Get the Party Started
May 2009
From the start of Spoleto in 1977, Charlestonians have opened their homes, and hearts, to the festival


For the Spoleto set every spring, second only to tickets to the premiere productions are the highly coveted invitations to the after-parties—exclusive soirées where the artists and aficionados, visiting press and various VIPs get to meet and mingle over cocktails and fancy hors d’oeuvres in stately downtown homes and gardens. What today’s Spoleto neophytes may not know, though, is that this tradition was born of true Charleston hospitality, as locals happily opened their doors to the nascent festival and its bevy of performers and audiences.

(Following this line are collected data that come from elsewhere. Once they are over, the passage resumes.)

//! Sistema de manejo de errores
//!
//! Este módulo define todos los tipos de errores del sistema
//! y su conversión a respuestas HTTP apropiadas.

use axum::{
    http::StatusCode,
    response::{IntoResponse, Response},
    Json,
};
use serde_json::json;
use thiserror::Error;

use crate::services::fare_estimator::FareError;

/// Errores principales de la aplicación
#[derive(Error, Debug)]
pub enum AppError {
    #[error("Database error: {0}")]
    Database(#[from] sqlx::Error),

    #[error("Validation error: {0}")]
    Validation(#[from] validator::ValidationErrors),

    #[error("Not found: {0}")]
    NotFound(String),

    #[error("Conflict: {0}")]
    Conflict(String),

    #[error("Bad request: {0}")]
    BadRequest(String),

    #[error("Invalid state: {0}")]
    InvalidState(String),

    #[error("Internal server error: {0}")]
    Internal(String),
}

/// Respuesta de error para la API
#[derive(Debug, serde::Serialize)]
struct ErrorResponse {
    error: String,
    message: String,
    #[serde(skip_serializing_if = "Option::is_none")]
    details: Option<serde_json::Value>,
    #[serde(skip_serializing_if = "Option::is_none")]
    code: Option<String>,
}

impl AppError {
    /// Código HTTP asociado a cada variante
    pub fn status_code(&self) -> StatusCode {
        match self {
            AppError::Database(e) if is_unique_violation(e) => StatusCode::CONFLICT,
            AppError::Database(_) | AppError::Internal(_) => StatusCode::INTERNAL_SERVER_ERROR,
            AppError::Validation(_) | AppError::BadRequest(_) | AppError::InvalidState(_) => {
                StatusCode::BAD_REQUEST
            }
            AppError::NotFound(_) => StatusCode::NOT_FOUND,
            AppError::Conflict(_) => StatusCode::CONFLICT,
        }
    }
}

/// Postgres SQLSTATE 23505: una restricción UNIQUE rechazó la escritura
fn is_unique_violation(e: &sqlx::Error) -> bool {
    e.as_database_error()
        .map(|db| db.is_unique_violation())
        .unwrap_or(false)
}

impl IntoResponse for AppError {
    fn into_response(self) -> Response {
        let status = self.status_code();
        let error_response = match self {
            AppError::Database(e) if is_unique_violation(&e) => {
                tracing::warn!(error = %e, "unique constraint rejected write");
                ErrorResponse {
                    error: "Conflict".to_string(),
                    message: "A record with the same unique value already exists".to_string(),
                    details: None,
                    code: Some("CONFLICT".to_string()),
                }
            }

            AppError::Database(e) => {
                // El texto SQL nunca sale hacia el cliente
                tracing::error!(error = %e, "database error");
                ErrorResponse {
                    error: "Database Error".to_string(),
                    message: "An error occurred while accessing the database".to_string(),
                    details: None,
                    code: Some("DB_ERROR".to_string()),
                }
            }

            AppError::Validation(e) => {
                tracing::debug!(error = %e, "validation error");
                ErrorResponse {
                    error: "Validation Error".to_string(),
                    message: "The provided data is invalid".to_string(),
                    details: Some(json!(e)),
                    code: Some("VALIDATION_ERROR".to_string()),
                }
            }

            AppError::NotFound(msg) => {
                tracing::debug!("resource not found: {}", msg);
                ErrorResponse {
                    error: "Not Found".to_string(),
                    message: msg,
                    details: None,
                    code: Some("NOT_FOUND".to_string()),
                }
            }

            AppError::Conflict(msg) => {
                tracing::debug!("conflict: {}", msg);
                ErrorResponse {
                    error: "Conflict".to_string(),
                    message: msg,
                    details: None,
                    code: Some("CONFLICT".to_string()),
                }
            }

            AppError::BadRequest(msg) => {
                tracing::debug!("bad request: {}", msg);
                ErrorResponse {
                    error: "Bad Request".to_string(),
                    message: msg,
                    details: None,
                    code: Some("BAD_REQUEST".to_string()),
                }
            }

            AppError::InvalidState(msg) => {
                tracing::debug!("invalid state: {}", msg);
                ErrorResponse {
                    error: "Bad Request".to_string(),
                    message: msg,
                    details: None,
                    code: Some("INVALID_STATE".to_string()),
                }
            }

            AppError::Internal(msg) => {
                tracing::error!("internal error: {}", msg);
                ErrorResponse {
                    error: "Internal Server Error".to_string(),
                    message: "An unexpected error occurred".to_string(),
                    details: None,
                    code: Some("INTERNAL_ERROR".to_string()),
                }
            }
        };

        (status, Json(error_response)).into_response()
    }
}

impl From<FareError> for AppError {
    fn from(e: FareError) -> Self {
        AppError::BadRequest(e.to_string())
    }
}

/// Resultado tipado para operaciones que pueden fallar
pub type AppResult<T> = Result<T, AppError>;

/// Adaptador para `map_err`: registra el fallo con su contexto y lo
/// envuelve como `AppError::Database`
pub fn db_error(context: &'static str) -> impl FnOnce(sqlx::Error) -> AppError {
    move |e| {
        tracing::error!(error = %e, "db {} failed", context);
        AppError::Database(e)
    }
}

/// Función helper para crear errores de recurso no encontrado
pub fn not_found_error(resource: &str, id: &str) -> AppError {
    AppError::NotFound(format!("{} with ID {} not found", resource, id))
}

/// Función helper para crear errores de conflicto
pub fn conflict_error(message: impl Into<String>) -> AppError {
    AppError::Conflict(message.into())
}

/// Función helper para crear errores de solicitud incorrecta
pub fn bad_request_error(message: impl Into<String>) -> AppError {
    AppError::BadRequest(message.into())
}

/// Una reserva sin su fila de tarifa rompe la relación 1:1
pub fn missing_fare_error(booking_id: &str) -> AppError {
    tracing::error!(booking_id, "fare calculation row missing");
    AppError::Internal(format!(
        "Fare calculation for booking {} is missing",
        booking_id
    ))
}

#[cfg(test)]
mod tests {
    use super::*;

    #[test]
    fn test_status_codes() {
        assert_eq!(not_found_error("Booking", "b1").status_code(), StatusCode::NOT_FOUND);
        assert_eq!(conflict_error("dup").status_code(), StatusCode::CONFLICT);
        assert_eq!(bad_request_error("bad").status_code(), StatusCode::BAD_REQUEST);
        assert_eq!(
            AppError::InvalidState("completed".to_string()).status_code(),
            StatusCode::BAD_REQUEST
        );
        assert_eq!(
            AppError::Internal("boom".to_string()).status_code(),
            StatusCode::INTERNAL_SERVER_ERROR
        );
        assert_eq!(
            AppError::Database(sqlx::Error::RowNotFound).status_code(),
            StatusCode::INTERNAL_SERVER_ERROR
        );
    }

    #[test]
    fn test_not_found_message() {
        let err = not_found_error("Cab partner", "partner_abc");
        assert_eq!(err.to_string(), "Not found: Cab partner with ID partner_abc not found");
    }

    #[tokio::test]
    async fn test_internal_error_hides_details() {
        let response = AppError::Internal("INSERT INTO bookings failed".to_string()).into_response();
        assert_eq!(response.status(), StatusCode::INTERNAL_SERVER_ERROR);

        let body = axum::body::to_bytes(response.into_body(), usize::MAX).await.unwrap();
        let text = String::from_utf8(body.to_vec()).unwrap();
        assert!(!text.contains("INSERT"));
        assert!(text.contains("INTERNAL_ERROR"));
    }
}
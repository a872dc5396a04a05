use std::net::SocketAddr;

use anyhow::Result;
use dotenvy::dotenv;
use tokio::signal;
use tracing::{error, info};
use tracing_subscriber::EnvFilter;

use cab_partner_api::config::{DatabaseConfig, EnvironmentConfig, StoreBackend};
use cab_partner_api::database;
use cab_partner_api::repositories::MemoryStore;
use cab_partner_api::{create_router, AppState};

#[tokio::main]
async fn main() -> Result<()> {
    // Cargar variables de entorno
    dotenv().ok();

    // Configurar logging (RUST_LOG, por defecto info)
    tracing_subscriber::fmt()
        .with_env_filter(
            EnvFilter::try_from_default_env().unwrap_or_else(|_| EnvFilter::new("info")),
        )
        .init();

    info!("🚕 Cab Partner API");

    let config = EnvironmentConfig::from_env()?;
    info!(
        environment = %config.environment,
        backend = ?config.store_backend,
        "configuration loaded"
    );

    let state = match config.store_backend {
        StoreBackend::Postgres => {
            let db_config = DatabaseConfig::from_env()?;
            let pool = match database::connect(&db_config).await {
                Ok(pool) => pool,
                Err(e) => {
                    error!("❌ Error conectando a la base de datos: {}", e);
                    return Err(e);
                }
            };
            AppState::with_postgres(pool, config.clone())
        }
        StoreBackend::Memory => {
            info!("using in-memory store; data is lost on shutdown");
            AppState::with_memory(MemoryStore::new(), config.clone())
        }
    };

    let app = create_router(state);

    let addr: SocketAddr = format!("{}:{}", config.host, config.port).parse()?;
    let listener = tokio::net::TcpListener::bind(addr).await?;
    info!("🌐 Servidor iniciando en {}", config.server_url());

    axum::serve(listener, app)
        .with_graceful_shutdown(shutdown_signal())
        .await?;

    info!("👋 Servidor terminado");
    Ok(())
}

/// Señal de apagado graceful
async fn shutdown_signal() {
    let ctrl_c = async {
        if let Err(e) = signal::ctrl_c().await {
            error!("failed to listen for Ctrl+C: {}", e);
            std::future::pending::<()>().await;
        }
    };

    #[cfg(unix)]
    let terminate = async {
        match signal::unix::signal(signal::unix::SignalKind::terminate()) {
            Ok(mut stream) => {
                stream.recv().await;
            }
            Err(e) => {
                error!("failed to install SIGTERM handler: {}", e);
                std::future::pending::<()>().await;
            }
        }
    };

    #[cfg(not(unix))]
    let terminate = std::future::pending::<()>();

    tokio::select! {
        _ = ctrl_c => {
            info!("🛑 Señal Ctrl+C recibida, apagando servidor...");
        },
        _ = terminate => {
            info!("🛑 Señal de terminación recibida, apagando servidor...");
        },
    }
}
use serde::{Deserialize, Serialize};

use crate::utils::validation::total_pages;

pub fn default_page() -> i64 {
    1
}

pub fn default_limit() -> i64 {
    10
}

#[derive(Debug, Clone, PartialEq, Serialize)]
#[serde(rename_all = "camelCase")]
pub struct Pagination {
    pub current_page: i64,
    pub total_pages: i64,
    pub total_items: i64,
    pub items_per_page: i64,
}

impl Pagination {
    pub fn new(page: i64, limit: i64, total_items: i64) -> Self {
        Self {
            current_page: page,
            total_pages: total_pages(total_items, limit),
            total_items,
            items_per_page: limit,
        }
    }
}

// Envoltorio {data, pagination} de los listados
#[derive(Debug, Serialize)]
pub struct PaginatedResponse<T> {
    pub data: Vec<T>,
    pub pagination: Pagination,
}

impl<T> PaginatedResponse<T> {
    pub fn new(data: Vec<T>, pagination: Pagination) -> Self {
        Self { data, pagination }
    }
}

// Respuesta de las escrituras sobre partners y su flota
#[derive(Debug, Clone, PartialEq, Serialize, Deserialize)]
#[serde(rename_all = "camelCase")]
pub struct MessageResponse {
    pub partner_id: String,
    pub message: String,
}

impl MessageResponse {
    pub fn new(partner_id: impl Into<String>, message: impl Into<String>) -> Self {
        Self {
            partner_id: partner_id.into(),
            message: message.into(),
        }
    }
}
#![allow(dead_code)]

use axum::{
    body::{to_bytes, Body},
    http::{header, Method, Request, StatusCode},
    Router,
};
use serde_json::Value;
use tower::ServiceExt;

use cab_partner_api::config::EnvironmentConfig;
use cab_partner_api::repositories::MemoryStore;
use cab_partner_api::{create_router, AppState};

pub struct TestApp {
    pub router: Router,
    pub store: MemoryStore,
}

impl TestApp {
    pub fn new() -> Self {
        let store = MemoryStore::new();
        let state = AppState::with_memory(store.clone(), EnvironmentConfig::default());
        Self {
            router: create_router(state),
            store,
        }
    }

    pub async fn request(&self, method: Method, uri: &str, body: Option<Value>) -> (StatusCode, Value) {
        let builder = Request::builder().method(method).uri(uri);
        let request = match body {
            Some(json) => builder
                .header(header::CONTENT_TYPE, "application/json")
                .body(Body::from(json.to_string())),
            None => builder.body(Body::empty()),
        }
        .unwrap();

        let response = self.router.clone().oneshot(request).await.unwrap();
        let status = response.status();
        let bytes = to_bytes(response.into_body(), usize::MAX).await.unwrap();
        let json = serde_json::from_slice(&bytes).unwrap_or(Value::Null);
        (status, json)
    }

    pub async fn get(&self, uri: &str) -> (StatusCode, Value) {
        self.request(Method::GET, uri, None).await
    }

    pub async fn post(&self, uri: &str, body: Value) -> (StatusCode, Value) {
        self.request(Method::POST, uri, Some(body)).await
    }

    /// POST con un body JSON arbitrario, aunque no sea válido
    pub async fn post_raw(&self, uri: &str, body: &str) -> (StatusCode, Value) {
        let request = Request::builder()
            .method(Method::POST)
            .uri(uri)
            .header(header::CONTENT_TYPE, "application/json")
            .body(Body::from(body.to_string()))
            .unwrap();

        let response = self.router.clone().oneshot(request).await.unwrap();
        let status = response.status();
        let bytes = to_bytes(response.into_body(), usize::MAX).await.unwrap();
        (status, serde_json::from_slice(&bytes).unwrap_or(Value::Null))
    }

    pub async fn put(&self, uri: &str, body: Value) -> (StatusCode, Value) {
        self.request(Method::PUT, uri, Some(body)).await
    }

    pub async fn delete(&self, uri: &str) -> (StatusCode, Value) {
        self.request(Method::DELETE, uri, None).await
    }

    /// Registra un partner y devuelve su ID
    pub async fn create_partner(&self, name: &str, email: &str, phone: &str) -> String {
        let (status, body) = self
            .post(
                "/api/partners",
                serde_json::json!({
                    "name": name,
                    "contact": { "phone": phone, "email": email },
                    "address": "MG Road, Bengaluru",
                }),
            )
            .await;
        assert_eq!(status, StatusCode::CREATED, "{body}");
        body["partnerId"].as_str().unwrap().to_string()
    }

    /// Añade un vehículo a la flota y devuelve su ID
    pub async fn add_vehicle(&self, partner_id: &str, registration: &str) -> String {
        let (status, body) = self
            .post(
                &format!("/api/partners/{partner_id}/vehicles"),
                serde_json::json!({
                    "type": "sedan",
                    "registration": registration,
                    "make": "Toyota",
                    "model": "Etios",
                    "color": "white",
                }),
            )
            .await;
        assert_eq!(status, StatusCode::CREATED, "{body}");

        let (_, fleet) = self.get(&format!("/api/partners/{partner_id}/vehicles")).await;
        fleet
            .as_array()
            .unwrap()
            .iter()
            .find(|v| v["registration"] == registration)
            .map(|v| v["vehicleId"].as_str().unwrap().to_string())
            .unwrap()
    }
}
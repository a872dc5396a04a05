use async_trait::async_trait;
use chrono::{DateTime, Utc};
use sqlx::{PgPool, Postgres, Transaction};

use super::{BookingRepository, BookingTransaction};
use crate::models::{
    Booking, BookingFilter, BookingStatus, DriverSummary, FareCalculation, StatusHistoryEntry,
    VehicleSummary,
};
use crate::utils::errors::{db_error, missing_fare_error, AppResult};

pub struct PgBookingRepository {
    pool: PgPool,
}

impl PgBookingRepository {
    pub fn new(pool: PgPool) -> Self {
        Self { pool }
    }
}

#[async_trait]
impl BookingRepository for PgBookingRepository {
    async fn begin(&self) -> AppResult<Box<dyn BookingTransaction>> {
        let tx = self.pool.begin().await.map_err(db_error("begin"))?;
        Ok(Box::new(PgBookingTransaction { tx }))
    }
}

/// Transacción PostgreSQL; sqlx hace rollback al soltarla sin commit
pub struct PgBookingTransaction {
    tx: Transaction<'static, Postgres>,
}

#[async_trait]
impl BookingTransaction for PgBookingTransaction {
    async fn user_exists(&mut self, user_id: &str) -> AppResult<bool> {
        let result: (bool,) =
            sqlx::query_as("SELECT EXISTS(SELECT 1 FROM users WHERE user_id = $1)")
                .bind(user_id)
                .fetch_one(&mut *self.tx)
                .await
                .map_err(db_error("user_exists"))?;

        Ok(result.0)
    }

    async fn payment_method_belongs_to(
        &mut self,
        payment_method_id: &str,
        user_id: &str,
    ) -> AppResult<bool> {
        let result: (bool,) = sqlx::query_as(
            "SELECT EXISTS(SELECT 1 FROM payment_methods WHERE payment_method_id = $1 AND user_id = $2)",
        )
        .bind(payment_method_id)
        .bind(user_id)
        .fetch_one(&mut *self.tx)
        .await
        .map_err(db_error("payment_method_belongs_to"))?;

        Ok(result.0)
    }

    async fn insert_booking(&mut self, booking: &Booking) -> AppResult<()> {
        sqlx::query(
            r#"
            INSERT INTO bookings (
                booking_id, user_id, status,
                pickup_latitude, pickup_longitude, pickup_address,
                dropoff_latitude, dropoff_longitude, dropoff_address,
                vehicle_type, payment_method_id, estimated_fare_amount,
                estimated_fare_currency, estimated_distance, estimated_duration,
                created_at, updated_at
            )
            VALUES ($1, $2, $3, $4, $5, $6, $7, $8, $9, $10, $11, $12, $13, $14, $15, $16, $17)
            "#,
        )
        .bind(&booking.booking_id)
        .bind(&booking.user_id)
        .bind(booking.status.as_str())
        .bind(booking.pickup_latitude)
        .bind(booking.pickup_longitude)
        .bind(&booking.pickup_address)
        .bind(booking.dropoff_latitude)
        .bind(booking.dropoff_longitude)
        .bind(&booking.dropoff_address)
        .bind(&booking.vehicle_type)
        .bind(&booking.payment_method_id)
        .bind(booking.estimated_fare_amount)
        .bind(&booking.estimated_fare_currency)
        .bind(booking.estimated_distance)
        .bind(booking.estimated_duration)
        .bind(booking.created_at)
        .bind(booking.updated_at)
        .execute(&mut *self.tx)
        .await
        .map_err(db_error("insert_booking"))?;

        Ok(())
    }

    async fn insert_fare(&mut self, booking_id: &str, fare: &FareCalculation) -> AppResult<()> {
        sqlx::query(
            r#"
            INSERT INTO fare_calculations (
                booking_id, base_fare, distance_charge, time_charge,
                surge_multiplier, tax_amount, other_charges, total_amount, currency
            )
            VALUES ($1, $2, $3, $4, $5, $6, $7, $8, $9)
            "#,
        )
        .bind(booking_id)
        .bind(fare.base_fare)
        .bind(fare.distance_charge)
        .bind(fare.time_charge)
        .bind(fare.surge_multiplier)
        .bind(fare.tax_amount)
        .bind(fare.other_charges)
        .bind(fare.total_amount)
        .bind(&fare.currency)
        .execute(&mut *self.tx)
        .await
        .map_err(db_error("insert_fare"))?;

        Ok(())
    }

    async fn overwrite_fare(&mut self, booking_id: &str, fare: &FareCalculation) -> AppResult<()> {
        let result = sqlx::query(
            r#"
            UPDATE fare_calculations
            SET base_fare = $2, distance_charge = $3, time_charge = $4,
                surge_multiplier = $5, tax_amount = $6, total_amount = $7
            WHERE booking_id = $1
            "#,
        )
        .bind(booking_id)
        .bind(fare.base_fare)
        .bind(fare.distance_charge)
        .bind(fare.time_charge)
        .bind(fare.surge_multiplier)
        .bind(fare.tax_amount)
        .bind(fare.total_amount)
        .execute(&mut *self.tx)
        .await
        .map_err(db_error("overwrite_fare"))?;

        if result.rows_affected() == 0 {
            return Err(missing_fare_error(booking_id));
        }
        Ok(())
    }

    async fn append_status(
        &mut self,
        booking_id: &str,
        status: BookingStatus,
        at: DateTime<Utc>,
    ) -> AppResult<()> {
        // GREATEST mantiene el historial monótono aunque el reloj retroceda
        sqlx::query(
            r#"
            INSERT INTO booking_status_history (booking_id, status, changed_at)
            SELECT $1, $2, GREATEST($3, COALESCE(MAX(changed_at), $3))
            FROM booking_status_history
            WHERE booking_id = $1
            "#,
        )
        .bind(booking_id)
        .bind(status.as_str())
        .bind(at)
        .execute(&mut *self.tx)
        .await
        .map_err(db_error("append_status"))?;

        Ok(())
    }

    async fn find_booking(&mut self, booking_id: &str) -> AppResult<Option<Booking>> {
        let booking = sqlx::query_as::<_, Booking>("SELECT * FROM bookings WHERE booking_id = $1")
            .bind(booking_id)
            .fetch_optional(&mut *self.tx)
            .await
            .map_err(db_error("find_booking"))?;

        Ok(booking)
    }

    async fn lock_booking(&mut self, booking_id: &str) -> AppResult<Option<Booking>> {
        let booking = sqlx::query_as::<_, Booking>(
            "SELECT * FROM bookings WHERE booking_id = $1 FOR UPDATE",
        )
        .bind(booking_id)
        .fetch_optional(&mut *self.tx)
        .await
        .map_err(db_error("lock_booking"))?;

        Ok(booking)
    }

    async fn find_fare(&mut self, booking_id: &str) -> AppResult<Option<FareCalculation>> {
        let fare = sqlx::query_as::<_, FareCalculation>(
            r#"
            SELECT base_fare, distance_charge, time_charge, surge_multiplier,
                   tax_amount, other_charges, total_amount, currency
            FROM fare_calculations
            WHERE booking_id = $1
            "#,
        )
        .bind(booking_id)
        .fetch_optional(&mut *self.tx)
        .await
        .map_err(db_error("find_fare"))?;

        Ok(fare)
    }

    async fn find_driver(&mut self, driver_id: &str) -> AppResult<Option<DriverSummary>> {
        let driver = sqlx::query_as::<_, DriverSummary>(
            r#"
            SELECT driver_id, first_name, last_name, phone, average_rating
            FROM drivers
            WHERE driver_id = $1
            "#,
        )
        .bind(driver_id)
        .fetch_optional(&mut *self.tx)
        .await
        .map_err(db_error("find_driver"))?;

        Ok(driver)
    }

    async fn find_vehicle_summary(
        &mut self,
        vehicle_id: &str,
    ) -> AppResult<Option<VehicleSummary>> {
        let vehicle = sqlx::query_as::<_, VehicleSummary>(
            "SELECT vehicle_id, make, model, color, registration FROM vehicles WHERE vehicle_id = $1",
        )
        .bind(vehicle_id)
        .fetch_optional(&mut *self.tx)
        .await
        .map_err(db_error("find_vehicle_summary"))?;

        Ok(vehicle)
    }

    async fn save_cancellation(&mut self, booking: &Booking) -> AppResult<()> {
        sqlx::query(
            r#"
            UPDATE bookings
            SET status = $2, cancellation_reason = $3, cancellation_fee_amount = $4, updated_at = $5
            WHERE booking_id = $1
            "#,
        )
        .bind(&booking.booking_id)
        .bind(booking.status.as_str())
        .bind(&booking.cancellation_reason)
        .bind(booking.cancellation_fee_amount)
        .bind(booking.updated_at)
        .execute(&mut *self.tx)
        .await
        .map_err(db_error("save_cancellation"))?;

        Ok(())
    }

    async fn save_destination(&mut self, booking: &Booking) -> AppResult<()> {
        sqlx::query(
            r#"
            UPDATE bookings
            SET dropoff_latitude = $2, dropoff_longitude = $3, dropoff_address = $4,
                estimated_fare_amount = $5, estimated_distance = $6, estimated_duration = $7,
                updated_at = $8
            WHERE booking_id = $1
            "#,
        )
        .bind(&booking.booking_id)
        .bind(booking.dropoff_latitude)
        .bind(booking.dropoff_longitude)
        .bind(&booking.dropoff_address)
        .bind(booking.estimated_fare_amount)
        .bind(booking.estimated_distance)
        .bind(booking.estimated_duration)
        .bind(booking.updated_at)
        .execute(&mut *self.tx)
        .await
        .map_err(db_error("save_destination"))?;

        Ok(())
    }

    async fn release_driver(&mut self, driver_id: &str) -> AppResult<bool> {
        let result = sqlx::query(
            "UPDATE drivers SET status = 'available' WHERE driver_id = $1 AND status = 'on_ride'",
        )
        .bind(driver_id)
        .execute(&mut *self.tx)
        .await
        .map_err(db_error("release_driver"))?;

        Ok(result.rows_affected() > 0)
    }

    async fn release_vehicle(&mut self, vehicle_id: &str) -> AppResult<bool> {
        let result = sqlx::query(
            r#"
            UPDATE vehicles SET status = 'available', updated_at = NOW()
            WHERE vehicle_id = $1 AND status = 'on_ride'
            "#,
        )
        .bind(vehicle_id)
        .execute(&mut *self.tx)
        .await
        .map_err(db_error("release_vehicle"))?;

        Ok(result.rows_affected() > 0)
    }

    async fn list_bookings(&mut self, filter: &BookingFilter) -> AppResult<(Vec<Booking>, i64)> {
        let status = filter.status.map(|s| s.as_str());

        let total: (i64,) = sqlx::query_as(
            "SELECT COUNT(*) FROM bookings WHERE user_id = $1 AND ($2::TEXT IS NULL OR status = $2)",
        )
        .bind(&filter.user_id)
        .bind(status)
        .fetch_one(&mut *self.tx)
        .await
        .map_err(db_error("count_bookings"))?;

        let bookings = sqlx::query_as::<_, Booking>(
            r#"
            SELECT * FROM bookings
            WHERE user_id = $1 AND ($2::TEXT IS NULL OR status = $2)
            ORDER BY created_at DESC
            LIMIT $3 OFFSET $4
            "#,
        )
        .bind(&filter.user_id)
        .bind(status)
        .bind(filter.limit)
        .bind(filter.offset)
        .fetch_all(&mut *self.tx)
        .await
        .map_err(db_error("list_bookings"))?;

        Ok((bookings, total.0))
    }

    async fn status_history(&mut self, booking_id: &str) -> AppResult<Vec<StatusHistoryEntry>> {
        let entries = sqlx::query_as::<_, StatusHistoryEntry>(
            r#"
            SELECT booking_id, status, changed_at
            FROM booking_status_history
            WHERE booking_id = $1
            ORDER BY changed_at ASC, history_id ASC
            "#,
        )
        .bind(booking_id)
        .fetch_all(&mut *self.tx)
        .await
        .map_err(db_error("status_history"))?;

        Ok(entries)
    }

    async fn commit(self: Box<Self>) -> AppResult<()> {
        self.tx.commit().await.map_err(db_error("commit"))
    }
}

“Why in the world wouldn’t I make some cheese biscuits and open the gate to my garden?” asks the Chamber Music Series’ first hostess, Patti McGee, who—with her husband, Peter, and two daughters, Madeleine and Evelyn—lived next door to the chamber stage at the Dock Street Theatre. For 16 years after the festival’s inception in 1977, musicians and audience members alike would spill over into the McGee courtyard after each midday concert and spend the afternoon feasting and fêting. “Everyone helped out,” says McGee. “Anabelle Smith brought her artichoke dip, and I don’t know what we would have done without Pearlstine Distributors donating the wine!”

Through the years, the McGees entertained rising talents such as Yo-Yo Ma and Joshua Bell; visiting luminaries such as Tennessee Williams; and even the Today show’s Jane Pauley and Tom Brokaw when the morning news program transformed the courtyard into their green room in 1978. But more importantly, McGee says, they were able to develop friendships with series founder Charles Wadsworth, longtime codirectors Paula Robison and Scott Nickrenz, and some of the regular ticket holders “from off.” “Those years were a wonderfully enriching experience for me and my entire family.”